Tomšič et al. (2009) used the pad-dry-cure method with sol–gel containing silver and a binder. The antipathogenic action against the growth inhibition of the pathogens E. coli, A. niger, and C. globosum was evaluated. The sol–gel immersed samples obtained a higher amount of impregnated silver, which improved the performance. In addition, the curing temperature variation was evaluated, but it did not significantly influence the process.

Nevertheless, a preoccupation is the development of super-resistant bacteria, as already reported (Prasher et al. 2018). Some studies have also shown surface alterations or mutations in organisms when exposed to silver (Graves et al. 2015; Kaweeteerawat et al. 2017). Moreover, silver action mechanisms are still under investigation.

Ionic and metallic copper

Another widely used antipathogenic agent is copper, either in metal or ion form as copper oxide, iodide, and silicate. However, copper ions are more common than copper metal, since copper metal can undergo oxidation, so some strategies must be adopted to prevent it (Xu et al. 2018).

Xu et al. (2018) presented an impregnated cotton fabric with copper nanoparticles (CuNPs) during the synthesis of the nanoparticles. The authors used thioglycolic acid (TGA) and citric acid as additives to increase durability and protect the copper from oxidation. The antipathogenic action was evaluated against E. coli and S. aureus after 50 washes. Initially, the samples had a bacterial reduction of 100%, and after the washes, they presented a decrease of 96% for both pathogens.

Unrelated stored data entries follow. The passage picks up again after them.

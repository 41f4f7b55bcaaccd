use std::collections::{HashMap, VecDeque};
use std::path::Path;
use std::sync::atomic::{AtomicBool, Ordering};
use std::time::Duration;

use parking_lot::Mutex;
use rusqlite::{Connection, OptionalExtension, TransactionBehavior, params};
use tokio::sync::Notify;

use crate::domain::error::QueueError;

/// キューから受け取った配信。ペイロードはジョブ ID だけ。
#[derive(Debug, Clone, PartialEq, Eq)]
pub struct Delivery {
    pub job_id: String,
    pub queue: String,
    /// ack に使う受領番号
    pub receipt: String,
    /// この配信が何回目か（1 始まり）
    pub delivery_count: u32,
}

/// プル型タスクキュー（at-least-once）。
///
/// 重複配信はありうる。ワーカーはストアから読み直し、クレームで重複を弾く。
#[async_trait::async_trait]
pub trait TaskQueue: Send + Sync {
    async fn enqueue(&self, job_id: &str, queue: &str) -> Result<(), QueueError>;

    /// 次の配信を待つ。クローズ後は `Ok(None)`。
    async fn consume(&self, queue: &str) -> Result<Option<Delivery>, QueueError>;

    async fn ack(&self, delivery: &Delivery) -> Result<(), QueueError>;

    /// 新規投入を止め、待機中の consume を解放する
    fn close(&self);
}

// ─── MemoryTaskQueue ─────────────────────────────────────────────

#[derive(Default)]
struct MemoryState {
    queues: HashMap<String, VecDeque<String>>,
    closed: bool,
    next_receipt: u64,
}

/// プロセス内キュー。リースを持たないため、ack されなかった配信は再配信されない。
#[derive(Default)]
pub struct MemoryTaskQueue {
    state: Mutex<MemoryState>,
    notify: Notify,
}

impl MemoryTaskQueue {
    pub fn new() -> Self {
        Self::default()
    }

    /// キューに残っている件数
    pub fn depth(&self, queue: &str) -> usize {
        self.state.lock().queues.get(queue).map_or(0, VecDeque::len)
    }
}

#[async_trait::async_trait]
impl TaskQueue for MemoryTaskQueue {
    async fn enqueue(&self, job_id: &str, queue: &str) -> Result<(), QueueError> {
        {
            let mut state = self.state.lock();
            if state.closed {
                return Err(QueueError::Closed);
            }
            state
                .queues
                .entry(queue.to_string())
                .or_default()
                .push_back(job_id.to_string());
        }
        self.notify.notify_waiters();
        Ok(())
    }

    async fn consume(&self, queue: &str) -> Result<Option<Delivery>, QueueError> {
        loop {
            // 状態確認より先に待機を登録して取りこぼしを防ぐ
            let notified = self.notify.notified();
            {
                let mut state = self.state.lock();
                let next = state.queues.get_mut(queue).and_then(VecDeque::pop_front);
                if let Some(job_id) = next {
                    state.next_receipt += 1;
                    return Ok(Some(Delivery {
                        job_id,
                        queue: queue.to_string(),
                        receipt: state.next_receipt.to_string(),
                        delivery_count: 1,
                    }));
                }
                if state.closed {
                    return Ok(None);
                }
            }
            notified.await;
        }
    }

    async fn ack(&self, _delivery: &Delivery) -> Result<(), QueueError> {
        // 取り出した時点でキューから消えている
        Ok(())
    }

    fn close(&self) {
        self.state.lock().closed = true;
        self.notify.notify_waiters();
    }
}

// ─── SqliteTaskQueue ─────────────────────────────────────────────

/// SQLite テーブルを使うプロセス間キュー。
///
/// 取り出した配信はリース期間だけ不可視になり、ack されなければ再配信される。
pub struct SqliteTaskQueue {
    conn: Mutex<Connection>,
    lease: Duration,
    poll_interval: Duration,
    closed: AtomicBool,
}

impl SqliteTaskQueue {
    pub fn open(path: &Path, lease: Duration, poll_interval: Duration) -> Result<Self, QueueError> {
        let conn = Connection::open(path)
            .map_err(|e| QueueError::Backend(format!("DB接続に失敗: {e}")))?;
        conn.busy_timeout(Duration::from_secs(5))
            .map_err(|e| QueueError::Backend(format!("busy_timeout 設定失敗: {e}")))?;
        Self::with_connection(conn, lease, poll_interval)
    }

    /// in-memory DB（テスト用）
    pub fn open_in_memory(lease: Duration, poll_interval: Duration) -> Result<Self, QueueError> {
        let conn = Connection::open_in_memory()
            .map_err(|e| QueueError::Backend(format!("in-memory DB作成に失敗: {e}")))?;
        Self::with_connection(conn, lease, poll_interval)
    }

    fn with_connection(
        conn: Connection,
        lease: Duration,
        poll_interval: Duration,
    ) -> Result<Self, QueueError> {
        conn.execute_batch(
            "
            CREATE TABLE IF NOT EXISTS queue_items (
                id          INTEGER PRIMARY KEY AUTOINCREMENT,
                queue       TEXT NOT NULL,
                job_id      TEXT NOT NULL,
                enqueued_at INTEGER NOT NULL,
                visible_at  INTEGER NOT NULL,
                deliveries  INTEGER NOT NULL DEFAULT 0
            );

            CREATE INDEX IF NOT EXISTS idx_queue_visible
                ON queue_items(queue, visible_at);
            ",
        )
        .map_err(|e| QueueError::Backend(format!("マイグレーション失敗: {e}")))?;
        Ok(Self {
            conn: Mutex::new(conn),
            lease,
            poll_interval,
            closed: AtomicBool::new(false),
        })
    }

    /// 可視な先頭アイテムをリースする
    fn try_lease(&self, queue: &str) -> Result<Option<Delivery>, QueueError> {
        let now = chrono::Utc::now().timestamp_millis();
        let mut conn = self.conn.lock();
        let tx = conn
            .transaction_with_behavior(TransactionBehavior::Immediate)
            .map_err(|e| QueueError::Backend(format!("トランザクション開始失敗: {e}")))?;
        let row: Option<(i64, String, i64)> = tx
            .query_row(
                "SELECT id, job_id, deliveries FROM queue_items
                 WHERE queue = ?1 AND visible_at <= ?2
                 ORDER BY id LIMIT 1",
                params![queue, now],
                |row| Ok((row.get(0)?, row.get(1)?, row.get(2)?)),
            )
            .optional()
            .map_err(|e| QueueError::Backend(format!("キュー読み取り失敗: {e}")))?;
        let Some((id, job_id, deliveries)) = row else {
            return Ok(None);
        };
        let visible_at = now.saturating_add(self.lease.as_millis() as i64);
        tx.execute(
            "UPDATE queue_items SET visible_at = ?1, deliveries = deliveries + 1 WHERE id = ?2",
            params![visible_at, id],
        )
        .map_err(|e| QueueError::Backend(format!("リース更新失敗: {e}")))?;
        tx.commit()
            .map_err(|e| QueueError::Backend(format!("コミット失敗: {e}")))?;
        Ok(Some(Delivery {
            job_id,
            queue: queue.to_string(),
            receipt: id.to_string(),
            delivery_count: deliveries as u32 + 1,
        }))
    }

    /// キューに残っている件数（リース中を含む）
    pub fn depth(&self, queue: &str) -> Result<usize, QueueError> {
        let conn = self.conn.lock();
        let n: i64 = conn
            .query_row(
                "SELECT COUNT(*) FROM queue_items WHERE queue = ?1",
                params![queue],
                |row| row.get(0),
            )
            .map_err(|e| QueueError::Backend(format!("件数取得失敗: {e}")))?;
        Ok(n as usize)
    }
}

#[async_trait::async_trait]
impl TaskQueue for SqliteTaskQueue {
    async fn enqueue(&self, job_id: &str, queue: &str) -> Result<(), QueueError> {
        if self.closed.load(Ordering::SeqCst) {
            return Err(QueueError::Closed);
        }
        let now = chrono::Utc::now().timestamp_millis();
        self.conn
            .lock()
            .execute(
                "INSERT INTO queue_items (queue, job_id, enqueued_at, visible_at) VALUES (?1, ?2, ?3, ?3)",
                params![queue, job_id, now],
            )
            .map_err(|e| QueueError::Backend(format!("投入失敗: {e}")))?;
        Ok(())
    }

    async fn consume(&self, queue: &str) -> Result<Option<Delivery>, QueueError> {
        loop {
            if self.closed.load(Ordering::SeqCst) {
                return Ok(None);
            }
            if let Some(delivery) = self.try_lease(queue)? {
                return Ok(Some(delivery));
            }
            tokio::time::sleep(self.poll_interval).await;
        }
    }

    async fn ack(&self, delivery: &Delivery) -> Result<(), QueueError> {
        let id: i64 = delivery
            .receipt
            .parse()
            .map_err(|_| QueueError::Backend(format!("不正な受領番号: {}", delivery.receipt)))?;
        self.conn
            .lock()
            .execute("DELETE FROM queue_items WHERE id = ?1", params![id])
            .map_err(|e| QueueError::Backend(format!("ack 失敗: {e}")))?;
        Ok(())
    }

    fn close(&self) {
        self.closed.store(true, Ordering::SeqCst);
    }
}

#[cfg(test)]
mod tests {
    use super::*;
    use std::sync::Arc;

    #[tokio::test]
    async fn memory_fifo_per_queue() {
        let q = MemoryTaskQueue::new();
        q.enqueue("j1", "synthesis").await.unwrap();
        q.enqueue("j2", "synthesis").await.unwrap();
        q.enqueue("j3", "other").await.unwrap();

        assert_eq!(q.consume("synthesis").await.unwrap().unwrap().job_id, "j1");
        assert_eq!(q.consume("synthesis").await.unwrap().unwrap().job_id, "j2");
        assert_eq!(q.depth("other"), 1);
    }

    #[tokio::test]
    async fn memory_consume_waits_for_enqueue() {
        let q = Arc::new(MemoryTaskQueue::new());
        let consumer = {
            let q = q.clone();
            tokio::spawn(async move { q.consume("synthesis").await })
        };
        tokio::task::yield_now().await;
        q.enqueue("late", "synthesis").await.unwrap();
        let delivery = consumer.await.unwrap().unwrap().unwrap();
        assert_eq!(delivery.job_id, "late");
    }

    #[tokio::test]
    async fn memory_close_releases_consumers() {
        let q = Arc::new(MemoryTaskQueue::new());
        let consumer = {
            let q = q.clone();
            tokio::spawn(async move { q.consume("synthesis").await })
        };
        tokio::task::yield_now().await;
        q.close();
        assert!(consumer.await.unwrap().unwrap().is_none());
        assert!(matches!(
            q.enqueue("j", "synthesis").await,
            Err(QueueError::Closed)
        ));
    }

    #[tokio::test]
    async fn sqlite_ack_removes_item() {
        let q = SqliteTaskQueue::open_in_memory(Duration::from_secs(60), Duration::from_millis(5))
            .unwrap();
        q.enqueue("j1", "synthesis").await.unwrap();
        let d = q.consume("synthesis").await.unwrap().unwrap();
        assert_eq!(d.job_id, "j1");
        assert_eq!(d.delivery_count, 1);
        assert_eq!(q.depth("synthesis").unwrap(), 1);
        q.ack(&d).await.unwrap();
        assert_eq!(q.depth("synthesis").unwrap(), 0);
    }

    #[tokio::test]
    async fn sqlite_unacked_item_is_redelivered() {
        let q = SqliteTaskQueue::open_in_memory(Duration::ZERO, Duration::from_millis(5)).unwrap();
        q.enqueue("j1", "synthesis").await.unwrap();
        let first = q.consume("synthesis").await.unwrap().unwrap();
        let second = q.consume("synthesis").await.unwrap().unwrap();
        assert_eq!(first.job_id, second.job_id);
        assert_eq!(second.delivery_count, 2);
    }

    #[tokio::test]
    async fn sqlite_leased_item_is_invisible() {
        let q = SqliteTaskQueue::open_in_memory(Duration::from_secs(60), Duration::from_millis(5))
            .unwrap();
        q.enqueue("j1", "synthesis").await.unwrap();
        q.consume("synthesis").await.unwrap().unwrap();
        assert!(q.try_lease("synthesis").unwrap().is_none());
    }
}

Sharma et al. (2019) demonstrated the antipathogenic action of CuNPs. The bacterial reduction was 100% and 74% for S. aureus and E. coli, respectively. As in the previous study, the antipathogenic action was evaluated after 50 washes, but, in this case, no binder was added. Therefore, the leaching of the nanoparticles decreased the antipathogenic activity, reaching only 65% and 50% bacterial reduction of S. aureus and E. coli.

An N95 mask with impregnated copper oxide was designed with 4 layers, one of which was a functional layer. The mask was tested against H1N1 and H9N2 viruses, with ~ 3 and ~ 4 log reduction. Furthermore, several mask parameters were tested, such as bacterial filtration efficacy, differential pressure, and resistance to penetration; in all cases, the performance was satisfactory (Borkow et al. 2010).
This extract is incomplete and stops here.